### Directions
The goal is to restate all of the records below word for word.

### Extracted information
---------------

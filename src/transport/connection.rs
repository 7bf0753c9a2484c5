//! Posting handle for one native connection.
//!
//! A [`NativeConnection`] is the cheap-to-clone sending half of a launched
//! native channel, tagged with the [`ConnectionTarget`] it serves so
//! incoming replies can be routed back to the right page set.

// ============================================================================
// Imports
// ============================================================================

use std::fmt;

use tokio::sync::mpsc;

use crate::error::{Error, Result};
use crate::identifiers::{Domain, PageId};
use crate::protocol::NativeEnvelope;

// ============================================================================
// ConnectionTarget
// ============================================================================

/// Who a native connection serves.
#[derive(Debug, Clone, PartialEq, Eq, Hash)]
pub enum ConnectionTarget {
    /// Dedicated to a single page.
    Private(PageId),
    /// Shared by every page of a domain.
    Pooled(Domain),
}

impl fmt::Display for ConnectionTarget {
    fn fmt(&self, f: &mut fmt::Formatter<'_>) -> fmt::Result {
        match self {
            Self::Private(page) => write!(f, "page {page}"),
            Self::Pooled(domain) => write!(f, "domain {domain}"),
        }
    }
}

// ============================================================================
// NativeConnection
// ============================================================================

/// Sending handle to a live native host instance.
#[derive(Debug, Clone)]
pub struct NativeConnection {
    target: ConnectionTarget,
    outgoing: mpsc::UnboundedSender<NativeEnvelope>,
}

impl NativeConnection {
    /// Creates a handle over a launched channel's sender.
    #[must_use]
    pub fn new(target: ConnectionTarget, outgoing: mpsc::UnboundedSender<NativeEnvelope>) -> Self {
        Self { target, outgoing }
    }

    /// Returns the target this connection serves.
    #[inline]
    #[must_use]
    pub fn target(&self) -> &ConnectionTarget {
        &self.target
    }

    /// Posts an envelope to the native host.
    ///
    /// # Errors
    ///
    /// Returns [`Error::NativeDisconnected`] when the channel is closed.
    pub fn post(&self, envelope: NativeEnvelope) -> Result<()> {
        self.outgoing
            .send(envelope)
            .map_err(|_| Error::native_disconnected("Native component is not connected"))
    }

    /// Posts the shutdown probe, ignoring a closed channel.
    ///
    /// The probe invites the host to exit once it has nothing else to do;
    /// a host that is already gone needs no invitation.
    pub fn post_shutdown_probe(&self) {
        let _ = self.outgoing.send(NativeEnvelope::shutdown_probe());
    }
}

// ============================================================================
// Tests
// ============================================================================

#[cfg(test)]
mod tests {
    use super::*;

    #[tokio::test]
    async fn test_post_after_close_is_disconnected() {
        let (tx, rx) = mpsc::unbounded_channel();
        let connection = NativeConnection::new(ConnectionTarget::Private(PageId::next()), tx);
        drop(rx);

        let err = connection
            .post(NativeEnvelope::shutdown_probe())
            .expect_err("closed channel");
        assert_eq!(err.code(), "native_disconnected");
    }

    #[tokio::test]
    async fn test_clones_share_the_channel() {
        let (tx, mut rx) = mpsc::unbounded_channel();
        let connection =
            NativeConnection::new(ConnectionTarget::Pooled(Domain::from_host("example.com")), tx);
        let clone = connection.clone();

        connection.post(NativeEnvelope::shutdown_probe()).expect("post");
        clone.post(NativeEnvelope::shutdown_probe()).expect("post");
        assert!(rx.recv().await.is_some());
        assert!(rx.recv().await.is_some());
    }
}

---------------

### Answer to this exercise
filename src/transport/connection.rs
repository 7bf0753c9a2484c5
//! Posting handle for one native connection.
//!
//! A [`NativeConnection`] is the cheap-to-clone sending half of a launched
//! native channel, tagged with the [`ConnectionTarget`] it serves so
//! incoming replies can be routed back to the right page set.

// ============================================================================
// Imports
// ============================================================================

use std::fmt;

use tokio::sync::mpsc;

use crate::error::{Error, Result};
use crate::identifiers::{Domain, PageId};
use crate::protocol::NativeEnvelope;

// ============================================================================
// ConnectionTarget
// ============================================================================

/// Who a native connection serves.
#[derive(Debug, Clone, PartialEq, Eq, Hash)]
pub enum ConnectionTarget {
    /// Dedicated to a single page.
    Private(PageId),
    /// Shared by every page of a domain.
    Pooled(Domain),
}

impl fmt::Display for ConnectionTarget {
    fn fmt(&self, f: &mut fmt::Formatter<'_>) -> fmt::Result {
        match self {
            Self::Private(page) => write!(f, "page {page}"),
            Self::Pooled(domain) => write!(f, "domain {domain}"),
        }
    }
}

// ============================================================================
// NativeConnection
// ============================================================================

/// Sending handle to a live native host instance.
#[derive(Debug, Clone)]
pub struct NativeConnection {
    target: ConnectionTarget,
    outgoing: mpsc::UnboundedSender<NativeEnvelope>,
}

impl NativeConnection {
    /// Creates a handle over a launched channel's sender.
    #[must_use]
    pub fn new(target: ConnectionTarget, outgoing: mpsc::UnboundedSender<NativeEnvelope>) -> Self {
        Self { target, outgoing }
    }

    /// Returns the target this connection serves.
    #[inline]
    #[must_use]
    pub fn target(&self) -> &ConnectionTarget {
        &self.target
    }

    /// Posts an envelope to the native host.
    ///
    /// # Errors
    ///
    /// Returns [`Error::NativeDisconnected`] when the channel is closed.
    pub fn post(&self, envelope: NativeEnvelope) -> Result<()> {
        self.outgoing
            .send(envelope)
            .map_err(|_| Error::native_disconnected("Native component is not connected"))
    }

    /// Posts the shutdown probe, ignoring a closed channel.
    ///
    /// The probe invites the host to exit once it has nothing else to do;
    /// a host that is already gone needs no invitation.
    pub fn post_shutdown_probe(&self) {
        let _ = self.outgoing.send(NativeEnvelope::shutdown_probe());
    }
}

// ============================================================================
// Tests
// ============================================================================

#[cfg(test)]
mod tests {
    use super::*;

    #[tokio::test]
    async fn test_post_after_close_is_disconnected() {
        let (tx, rx) = mpsc::unbounded_channel();
        let connection = NativeConnection::new(ConnectionTarget::Private(PageId::next()), tx);
        drop(rx);

        let err = connection
            .post(NativeEnvelope::shutdown_probe())
            .expect_err("closed channel");
        assert_eq!(err.code(), "native_disconnected");
    }

    #[tokio::test]
    async fn test_clones_share_the_channel() {
        let (tx, mut rx) = mpsc::unbounded_channel();
        let connection =
            NativeConnection::new(ConnectionTarget::Pooled(Domain::from_host("example.com")), tx);
        let clone = connection.clone();

        connection.post(NativeEnvelope::shutdown_probe()).expect("post");
        clone.post(NativeEnvelope::shutdown_probe()).expect("post");
        assert!(rx.recv().await.is_some());
        assert!(rx.recv().await.is_some());
    }
}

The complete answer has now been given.